Businesses and investors are being asked for their views on the most effective way to improve the reporting of greenhouse gas (GHG) emissions by companies.
A consultation published by Defra today sets out four options to achieve more widespread and consistent reporting.
Defra research has shown that reporting emissions has helped companies achieve reductions and cost savings, increase interest at board level of environmental issues and improve their environmental image with clients and investors.
Launching the consultation, Environment Minister Lord Henley said:
"We want to see more businesses reporting their emissions, but a balance has to be struck to ensure we are not adding any unnecessary burdens.

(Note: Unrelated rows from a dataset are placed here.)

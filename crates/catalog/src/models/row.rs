use crate::error::{Error, ErrorKind};
use crate::models::record::clamp_rating;
use crate::models::{NewRecord, Profile, ReadingStatus, Record};
use exn::{OptionExt, ResultExt};
use std::path::PathBuf;
use time::UtcDateTime;

/// Raw database row for a catalog record.
///
/// Timestamps are Unix seconds, the status is its discriminant, and paths
/// are stored as strings. The rating is clamped on the way *in* so the
/// invariant holds no matter what the caller set on the model.
#[derive(sqlx::FromRow)]
pub(crate) struct RecordRow {
    pub(crate) id: i64,
    pub(crate) title: String,
    pub(crate) author: String,
    pub(crate) path: String,
    pub(crate) cover_path: Option<String>,
    pub(crate) status: i64,
    pub(crate) rating: f64,
    pub(crate) review: String,
    pub(crate) current_chapter: i64,
    pub(crate) total_chapters: i64,
    pub(crate) date_added: i64,
    pub(crate) last_read: Option<i64>,
    pub(crate) genre: String,
    pub(crate) file_format: String,
    pub(crate) file_size: i64,
}

pub(crate) fn path_to_string(path: &std::path::Path) -> Result<String, Error> {
    Ok(path.to_str().ok_or_raise(|| ErrorKind::InvalidData("path"))?.to_string())
}

impl RecordRow {
    /// Row for inserting a not-yet-persisted record. The id column is
    /// ignored on insert; `date_added` is fixed at this point and never
    /// written again.
    pub(crate) fn from_new(record: &NewRecord, date_added: UtcDateTime) -> Result<Self, Error> {
        Ok(Self {
            id: 0,
            title: record.title.clone(),
            author: record.author.clone(),
            path: path_to_string(&record.path)?,
            cover_path: record.cover_path.as_deref().map(path_to_string).transpose()?,
            status: record.status.into(),
            rating: clamp_rating(record.rating),
            review: record.review.clone(),
            current_chapter: i64::from(record.current_chapter),
            total_chapters: i64::from(record.total_chapters),
            date_added: date_added.unix_timestamp(),
            last_read: record.last_read.map(|at| at.unix_timestamp()),
            genre: record.genre.clone(),
            file_format: record.file_format.clone(),
            file_size: i64::try_from(record.file_size).or_raise(|| ErrorKind::InvalidData("file size"))?,
        })
    }
}

impl TryFrom<&Record> for RecordRow {
    type Error = Error;
    fn try_from(record: &Record) -> Result<Self, Self::Error> {
        Ok(Self {
            id: record.id,
            title: record.title.clone(),
            author: record.author.clone(),
            path: path_to_string(&record.path)?,
            cover_path: record.cover_path.as_deref().map(path_to_string).transpose()?,
            status: record.status.into(),
            rating: clamp_rating(record.rating),
            review: record.review.clone(),
            current_chapter: i64::from(record.current_chapter),
            total_chapters: i64::from(record.total_chapters),
            date_added: record.date_added.unix_timestamp(),
            last_read: record.last_read.map(|at| at.unix_timestamp()),
            genre: record.genre.clone(),
            file_format: record.file_format.clone(),
            file_size: i64::try_from(record.file_size).or_raise(|| ErrorKind::InvalidData("file size"))?,
        })
    }
}

impl TryFrom<RecordRow> for Record {
    type Error = Error;
    fn try_from(row: RecordRow) -> Result<Self, Self::Error> {
        Ok(Self {
            id: row.id,
            title: row.title,
            author: row.author,
            path: PathBuf::from(row.path),
            cover_path: row.cover_path.map(PathBuf::from),
            status: ReadingStatus::try_from(row.status)?,
            // An imported database could contain anything.
            rating: clamp_rating(row.rating),
            review: row.review,
            current_chapter: u32::try_from(row.current_chapter)
                .or_raise(|| ErrorKind::InvalidData("current chapter"))?,
            total_chapters: u32::try_from(row.total_chapters)
                .or_raise(|| ErrorKind::InvalidData("total chapters"))?,
            date_added: UtcDateTime::from_unix_timestamp(row.date_added)
                .or_raise(|| ErrorKind::InvalidData("date added"))?,
            last_read: row
                .last_read
                .map(UtcDateTime::from_unix_timestamp)
                .transpose()
                .or_raise(|| ErrorKind::InvalidData("last read"))?,
            genre: row.genre,
            file_format: row.file_format,
            file_size: u64::try_from(row.file_size).or_raise(|| ErrorKind::InvalidData("file size"))?,
        })
    }
}

#[derive(sqlx::FromRow)]
pub(crate) struct ProfileRow {
    pub(crate) username: String,
    pub(crate) member_since: i64,
}

impl TryFrom<ProfileRow> for Profile {
    type Error = Error;
    fn try_from(row: ProfileRow) -> Result<Self, Self::Error> {
        Ok(Self {
            username: row.username,
            member_since: UtcDateTime::from_unix_timestamp(row.member_since)
                .or_raise(|| ErrorKind::InvalidData("member since"))?,
        })
    }
}

#[cfg(test)]
mod tests {
    use super::*;

    #[test]
    fn test_row_to_model() {
        let added = UtcDateTime::now();
        let row = RecordRow {
            id: 7,
            title: "Naruto".to_string(),
            author: "Kishimoto".to_string(),
            path: "/library/Naruto - Kishimoto.cbz".to_string(),
            cover_path: None,
            status: 1,
            rating: 8.5,
            review: String::new(),
            current_chapter: 12,
            total_chapters: 72,
            date_added: added.unix_timestamp(),
            last_read: None,
            genre: "Unknown".to_string(),
            file_format: "CBZ".to_string(),
            file_size: 1024,
        };
        let record = Record::try_from(row).unwrap();
        assert_eq!(record.status, ReadingStatus::Reading);
        assert_eq!(record.path, PathBuf::from("/library/Naruto - Kishimoto.cbz"));
        // Unix timestamps are measured in seconds, which strips nanoseconds.
        assert_eq!(record.date_added, added.replace_nanosecond(0).unwrap());
    }

    #[test]
    fn test_model_to_row_clamps_rating() {
        let mut draft = NewRecord::new("/library/a.cbz", "A", "Unknown");
        draft.rating = 99.0;
        let row = RecordRow::from_new(&draft, UtcDateTime::now()).unwrap();
        assert_eq!(row.rating, 10.0);
    }

    #[test]
    fn test_row_with_invalid_status_is_rejected() {
        let row = RecordRow {
            id: 1,
            title: String::new(),
            author: String::new(),
            path: "/a".to_string(),
            cover_path: None,
            status: 9,
            rating: 0.0,
            review: String::new(),
            current_chapter: 0,
            total_chapters: 0,
            date_added: 0,
            last_read: None,
            genre: String::new(),
            file_format: String::new(),
            file_size: 0,
        };
        assert!(Record::try_from(row).is_err());
    }
}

"Our aim is to increase the number of companies which actively manage and report their emissions, so we want to hear from businesses how they think we will achieve more widespread and consistent reporting.
"More consistent reporting of emissions should help investors make better use of such data and help them incorporate climate change risk more effectively into their investment decisions."
"Many companies are already reporting their greenhouse gas emissions and seeing the benefits for themselves, because it’s not only good for the environment but also good for business. Companies found that they saved money by focussing attention on energy efficiency, improved their green image with consumers and became a more attractive proposition to potential investors."
The Climate Change Act requires the government to look at introducing regulations requiring businesses to report their emissions. The consultation sets out three different options for mandatory reporting and one option for voluntary reporting. Defra is gathering views from businesses and other interested parties prior to taking that decision.
Defra will consider the responses to the consultation alongside other considerations such as the potential impact on business of each option, the government’s drive to reduce regulation where possible, and the review of current evidence which was published in November last year.
The consultation closes on 5 July 2011 and a decision on the direction the Government will take is expected to be made in the autumn.